** Materials provided follows **

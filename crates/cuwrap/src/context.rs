//! Contexts and the per-thread ambient "current context".
//!
//! The driver keeps one current context per thread and every call acts on
//! it. [`current`] mirrors that state in a thread-local so repeated lookups
//! and redundant switches cost nothing, and [`current::ScopedOverride`]
//! switches it for the duration of a scope, restoring the previous context on
//! every exit path.

use std::sync::Arc;

use cuwrap_core::{check, Error, Result};
use cuwrap_driver::sys::{CUcontext, CUresult, CUDA_SUCCESS};

use crate::handle::{Handle, ResourceKind};
use crate::runtime::{DeviceId, Runtime};

pub struct ContextKind;

impl ResourceKind for ContextKind {
    const KIND: &'static str = "context";
    type Raw = CUcontext;

    fn address(raw: CUcontext) -> u64 {
        raw as usize as u64
    }

    fn destroy(runtime: &Arc<Runtime>, _device: DeviceId, raw: CUcontext) -> CUresult {
        current::forget(runtime, raw);
        runtime.driver().ctx_destroy(raw)
    }
}

/// A context bound to one device.
#[derive(Debug, Clone, PartialEq, Eq)]
pub struct Context {
    handle: Handle<ContextKind>,
}

impl Context {
    /// Create a new context on `device`, owned by the returned proxy.
    /// The calling thread's current context is left unchanged.
    pub fn create(runtime: &Arc<Runtime>, device: DeviceId, flags: u32) -> Result<Context> {
        let driver = runtime.driver();
        let native = runtime.native_device(device)?;
        let raw = driver.ctx_create(flags, native).map_err(|code| {
            Error::driver(code, format!("creating a context on device {}", device))
        })?;
        // cuCtxCreate pushes the new context; undo that.
        if let Err(code) = driver.ctx_pop_current() {
            let res = driver.ctx_destroy(raw);
            if res != CUDA_SUCCESS {
                tracing::warn!(
                    device,
                    "failed to destroy context {:p}: {} ({})",
                    raw,
                    cuwrap_driver::cuda_error_name(res),
                    res
                );
            }
            return Err(Error::driver(
                code,
                format!("deactivating new context on device {}", device),
            ));
        }
        tracing::debug!(device, "created context {:p}", raw);
        Ok(Context { handle: Handle::owning(Arc::clone(runtime), device, raw) })
    }

    /// The primary context of `device`. The runtime keeps it retained.
    pub fn primary(runtime: &Arc<Runtime>, device: DeviceId) -> Result<Context> {
        let raw = runtime.primary_context(device)?;
        Ok(Context::wrap(runtime, device, raw))
    }

    /// Observe an existing context without taking ownership.
    pub fn wrap(runtime: &Arc<Runtime>, device: DeviceId, raw: CUcontext) -> Context {
        Context { handle: Handle::observing(Arc::clone(runtime), device, raw) }
    }

    pub fn raw(&self) -> CUcontext {
        self.handle.raw()
    }

    pub fn device_id(&self) -> DeviceId {
        self.handle.device_id()
    }

    pub fn runtime(&self) -> &Arc<Runtime> {
        self.handle.runtime()
    }

    pub fn handle(&self) -> &Handle<ContextKind> {
        &self.handle
    }

    pub fn handle_mut(&mut self) -> &mut Handle<ContextKind> {
        &mut self.handle
    }

    pub fn identify(&self) -> String {
        self.handle.identify()
    }

    /// Give up ownership, leaving the resource alive.
    pub fn into_raw(self) -> CUcontext {
        self.handle.into_raw()
    }

    /// Block until all work in this context has completed.
    pub fn synchronize(&self) -> Result<()> {
        let _guard = current::scoped_override(self.runtime(), self)?;
        check(self.runtime().driver().ctx_synchronize(), || {
            format!("synchronizing {}", self.identify())
        })
    }
}

pub mod current {
    //! The calling thread's current context.

    use std::cell::RefCell;
    use std::marker::PhantomData;
    use std::sync::Arc;

    use tracing::{debug, warn};

    use cuwrap_core::{check, Error, Result};
    use cuwrap_driver::cuda_error_name;
    use cuwrap_driver::sys::{CUcontext, CUDA_SUCCESS};

    use super::Context;
    use crate::device::Device;
    use crate::runtime::{DeviceId, Runtime};

    #[derive(Debug, Clone, Copy, PartialEq, Eq)]
    struct Active {
        raw: CUcontext,
        device: DeviceId,
    }

    #[derive(Debug, Clone, Copy)]
    enum Ambient {
        /// Not yet read from the driver on this thread.
        Unset,
        /// Known value for the runtime with id `owner`; `None` means no context.
        Known { owner: u64, active: Option<Active> },
    }

    thread_local! {
        static AMBIENT: RefCell<Ambient> = const { RefCell::new(Ambient::Unset) };
    }

    fn store(runtime: &Runtime, active: Option<Active>) {
        let owner = runtime.id();
        AMBIENT.with(|a| *a.borrow_mut() = Ambient::Known { owner, active });
    }

    fn invalidate() {
        AMBIENT.with(|a| *a.borrow_mut() = Ambient::Unset);
    }

    /// The cached value, adopting the driver's current context on first use.
    fn resolve(runtime: &Runtime) -> Result<Option<Active>> {
        let cached = AMBIENT.with(|a| *a.borrow());
        if let Ambient::Known { owner, active } = cached {
            if owner == runtime.id() {
                return Ok(active);
            }
        }

        let driver = runtime.driver();
        let raw = driver
            .ctx_get_current()
            .map_err(|code| Error::driver(code, "reading the current context"))?;
        let active = if raw.is_null() {
            None
        } else {
            let device = driver
                .ctx_get_device()
                .map_err(|code| Error::driver(code, "reading the device of the current context"))?;
            Some(Active { raw, device })
        };
        debug!("adopted current context {:?}", active);
        store(runtime, active);
        Ok(active)
    }

    /// The current context, or `NoActiveContext` if there is none.
    pub fn get(runtime: &Arc<Runtime>) -> Result<Context> {
        match resolve(runtime)? {
            Some(active) => Ok(Context::wrap(runtime, active.device, active.raw)),
            None => Err(Error::NoActiveContext),
        }
    }

    /// Device of the current context; the configured default device when no
    /// context is current.
    pub fn device_id(runtime: &Runtime) -> Result<DeviceId> {
        Ok(match resolve(runtime)? {
            Some(active) => active.device,
            None => runtime.config().device.default,
        })
    }

    /// The current context as an override target, if any context is current.
    pub(crate) fn active(runtime: &Runtime) -> Result<Option<Target>> {
        Ok(resolve(runtime)?.map(|a| Target::Context { raw: a.raw, device: a.device }))
    }

    /// Make `raw` (a context on `device`) current, unconditionally.
    pub(crate) fn set(runtime: &Runtime, raw: CUcontext, device: DeviceId) -> Result<()> {
        if let Err(e) = check(runtime.driver().ctx_set_current(raw), || {
            format!("making context {:p} on device {} current", raw, device)
        }) {
            invalidate();
            return Err(e);
        }
        let active = if raw.is_null() { None } else { Some(Active { raw, device }) };
        store(runtime, active);
        Ok(())
    }

    /// Drop the cached value if it names `raw`, which is about to be destroyed.
    pub(crate) fn forget(runtime: &Runtime, raw: CUcontext) {
        AMBIENT.with(|a| {
            let mut a = a.borrow_mut();
            if let Ambient::Known { owner, active: Some(active) } = *a {
                if owner == runtime.id() && active.raw == raw {
                    *a = Ambient::Unset;
                }
            }
        });
    }

    /// What a scoped override switches to.
    #[derive(Debug, Clone, Copy, PartialEq, Eq)]
    pub enum Target {
        /// A specific context.
        Context { raw: CUcontext, device: DeviceId },
        /// The primary context of a device.
        Device(DeviceId),
    }

    impl From<&Context> for Target {
        fn from(ctx: &Context) -> Self {
            Target::Context { raw: ctx.raw(), device: ctx.device_id() }
        }
    }

    impl From<&Device> for Target {
        fn from(device: &Device) -> Self {
            Target::Device(device.id())
        }
    }

    impl From<DeviceId> for Target {
        fn from(device: DeviceId) -> Self {
            Target::Device(device)
        }
    }

    /// Restores the previously current context when dropped.
    ///
    /// Not `Send`: the restore must happen on the thread whose state was changed.
    #[derive(Debug)]
    #[must_use = "the previous context is restored as soon as the guard is dropped"]
    pub struct ScopedOverride {
        runtime: Arc<Runtime>,
        previous: Option<Active>,
        switched: bool,
        _not_send: PhantomData<*const ()>,
    }

    impl ScopedOverride {
        /// Whether entering the scope changed the current context.
        pub fn switched(&self) -> bool {
            self.switched
        }
    }

    impl Drop for ScopedOverride {
        fn drop(&mut self) {
            if !self.switched {
                return;
            }
            let (raw, device) = match self.previous {
                Some(p) => (p.raw, p.device),
                None => (std::ptr::null_mut(), -1),
            };
            let res = self.runtime.driver().ctx_set_current(raw);
            if res == CUDA_SUCCESS {
                store(&self.runtime, self.previous);
            } else {
                invalidate();
                warn!(
                    "failed to restore context {:p} (device {}): {} ({})",
                    raw,
                    device,
                    cuda_error_name(res),
                    res
                );
            }
        }
    }

    /// Make `target` current until the returned guard is dropped.
    /// Switching to the context that is already current skips the driver.
    pub fn scoped_override(
        runtime: &Arc<Runtime>,
        target: impl Into<Target>,
    ) -> Result<ScopedOverride> {
        let previous = resolve(runtime)?;
        let wanted = match target.into() {
            Target::Context { raw, device } => Active { raw, device },
            Target::Device(device) => Active { raw: runtime.primary_context(device)?, device },
        };

        let switched = previous.map(|p| p.raw) != Some(wanted.raw);
        if switched {
            set(runtime, wanted.raw, wanted.device)?;
        }
        Ok(ScopedOverride {
            runtime: Arc::clone(runtime),
            previous,
            switched,
            _not_send: PhantomData,
        })
    }

    /// Run `f` with `target` current.
    pub fn with_override<T>(
        runtime: &Arc<Runtime>,
        target: impl Into<Target>,
        f: impl FnOnce() -> Result<T>,
    ) -> Result<T> {
        let _guard = scoped_override(runtime, target)?;
        f()
    }
}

** End of Materials provided **

- **Exercise**: Your task is to quote, without any alteration, the lines running from the top of the records to the line that holds "so repeated lookups", both included.

- **Response area**:
filename crates/cuwrap/src/context.rs
//! Contexts and the per-thread ambient "current context".
//!
//! The driver keeps one current context per thread and every call acts on
//! it. [`current`] mirrors that state in a thread-local so repeated lookups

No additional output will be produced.